[Opening Exercise input section]
fn mysql_value(row: &sqlx::mysql::MySqlRow, idx: usize) -> Value {
    if let Ok(v) = row.try_get::<Option<i64>, _>(idx) {
        return v.map(Value::from).unwrap_or(Value::Null);
    }
    if let Ok(v) = row.try_get::<Option<f64>, _>(idx) {
        return v.map(sanitize::number).unwrap_or(Value::Null);
    }
    if let Ok(v) = row.try_get::<Option<bool>, _>(idx) {
        return v.map(Value::from).unwrap_or(Value::Null);
    }
    if let Ok(v) = row.try_get::<Option<String>, _>(idx) {
        return v.map(Value::from).unwrap_or(Value::Null);
    }
    if let Ok(v) = row.try_get::<Option<Value>, _>(idx) {
        return v.unwrap_or(Value::Null);
    }
    if let Ok(v) = row.try_get::<Option<chrono::DateTime<chrono::Utc>>, _>(idx) {
        return v.map(|dt| Value::String(dt.to_rfc3339())).unwrap_or(Value::Null);
    }
    Value::Null
}

#[cfg(test)]
mod tests {
    use super::*;
    use crate::test_support::{test_context, StaticChat};
    use serde_json::json;

    #[test]
    fn test_read_statement_detection() {
        assert!(is_read_statement("SELECT * FROM orders"));
        assert!(is_read_statement("  with t as (select 1) select * from t"));
        assert!(!is_read_statement("INSERT INTO orders VALUES (1)"));
        assert!(!is_read_statement("UPDATE orders SET status = 'done'"));
    }

    #[test]
    fn test_spec_from_step_inherits_pipeline_credential() {
        let step: PipelineStep = serde_json::from_value(json!({
            "type": "query", "source": "postgres", "query": "SELECT 1"
        }))
        .unwrap();
        let spec = QuerySpec::from_step(&step, Some("pipeline_cred"), None);
        assert_eq!(spec.credential_ref, Some("pipeline_cred"));

        let step_with_own: PipelineStep = serde_json::from_value(json!({
            "type": "query", "source": "postgres", "query": "SELECT 1", "credential_ref": "own"
        }))
        .unwrap();
        let spec = QuerySpec::from_step(&step_with_own, Some("pipeline_cred"), None);
        assert_eq!(spec.credential_ref, Some("own"));
    }

    #[tokio::test]
    async fn test_pool_stats_report_configured_bounds() {
        let pools = QueryPools::new(5, 15, 5, 20);
        let stats = pools.stats().await;
        assert_eq!(stats.relational_min, 5);
        assert_eq!(stats.relational_max, 15);
        assert_eq!(stats.relational_targets, 0);
        assert_eq!(stats.relational_size, 0);
        assert_eq!(stats.document_min, 5);
        assert_eq!(stats.document_max, 20);
        assert_eq!(stats.document_clients, 0);
    }

    #[tokio::test]
    async fn test_unknown_source_fails() {
        let ctx = test_context(StaticChat::silent());
        let spec = QuerySpec { source: Some("cassandra"), ..QuerySpec::default() };
        let err = execute(&ctx, &spec, &Map::new(), None).await.unwrap_err();
        assert!(err.to_string().contains("Unknown data source"));
    }

    #[tokio::test]
    async fn test_missing_credentials_fail_with_guidance() {
        let ctx = test_context(StaticChat::silent());
        let spec = QuerySpec {
            source: Some("postgres"),
            query: Some("SELECT 1"),
            ..QuerySpec::default()
        };
        let err = execute(&ctx, &spec, &Map::new(), None).await.unwrap_err();
        assert!(err.to_string().contains("credential_ref"));
    }
}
[Closing Exercise input section]
Task objective: Leave out every line before the one containing "assert_eq!(stats.document_min, 5);". Transcribe that line and all lines after it through the end of the data above, exactly.

Output:
        assert_eq!(stats.document_min, 5);
        assert_eq!(stats.document_max, 20);
        assert_eq!(stats.document_clients, 0);
    }

    #[tokio::test]
    async fn test_unknown_source_fails() {
        let ctx = test_context(StaticChat::silent());
        let spec = QuerySpec { source: Some("cassandra"), ..QuerySpec::default() };
        let err = execute(&ctx, &spec, &Map::new(), None).await.unwrap_err();
        assert!(err.to_string().contains("Unknown data source"));
    }

    #[tokio::test]
    async fn test_missing_credentials_fail_with_guidance() {
        let ctx = test_context(StaticChat::silent());
        let spec = QuerySpec {
            source: Some("postgres"),
            query: Some("SELECT 1"),
            ..QuerySpec::default()
        };
        let err = execute(&ctx, &spec, &Map::new(), None).await.unwrap_err();
        assert!(err.to_string().contains("credential_ref"));
    }
}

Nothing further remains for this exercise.